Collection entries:
Start of Block

//! Content indexer - walks the content root into posts and a navigation tree

use chrono::{DateTime, Local};
use std::collections::{HashMap, HashSet};
use std::path::{Path, PathBuf};

use super::source::{ContentSource, DirEntry, SourceError};
use super::{DirectoryNode, FileNode, FrontMatter, Post, Slug};

/// Directory and file names never indexed, besides anything starting with `.`
pub const DEFAULT_EXCLUDES: &[&str] = &[
    "node_modules",
    "out",
    "build",
    "dist",
    "target",
    "components",
    "lib",
    "public",
    "styles",
    "pages",
    "app",
];

const MARKDOWN_EXT: &str = ".md";

/// Two source files resolving to the same slug
#[derive(Debug, Clone, PartialEq, Eq)]
pub struct Collision {
    pub slug: Slug,
    /// Path of the post that is served
    pub kept: String,
    /// Path of the post that is dropped
    pub shadowed: String,
}

struct Scan {
    posts: Vec<Post>,
    collisions: Vec<Collision>,
}

/// Indexes the markdown files under a content root
///
/// Every call re-reads the source; nothing is cached between calls.
pub struct ContentIndexer<S> {
    source: S,
    root: PathBuf,
    exclude: Vec<String>,
}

End of Block

> [What needs to be done]: Every entry must be given again exactly as it reads.

> [Task solution]:
//! Content indexer - walks the content root into posts and a navigation tree

use chrono::{DateTime, Local};
use std::collections::{HashMap, HashSet};
use std::path::{Path, PathBuf};

use super::source::{ContentSource, DirEntry, SourceError};
use super::{DirectoryNode, FileNode, FrontMatter, Post, Slug};

/// Directory and file names never indexed, besides anything starting with `.`
pub const DEFAULT_EXCLUDES: &[&str] = &[
    "node_modules",
    "out",
    "build",
    "dist",
    "target",
    "components",
    "lib",
    "public",
    "styles",
    "pages",
    "app",
];

const MARKDOWN_EXT: &str = ".md";

/// Two source files resolving to the same slug
#[derive(Debug, Clone, PartialEq, Eq)]
pub struct Collision {
    pub slug: Slug,
    /// Path of the post that is served
    pub kept: String,
    /// Path of the post that is dropped
    pub shadowed: String,
}

struct Scan {
    posts: Vec<Post>,
    collisions: Vec<Collision>,
}

/// Indexes the markdown files under a content root
///
/// Every call re-reads the source; nothing is cached between calls.
pub struct ContentIndexer<S> {
    source: S,
    root: PathBuf,
    exclude: Vec<String>,
}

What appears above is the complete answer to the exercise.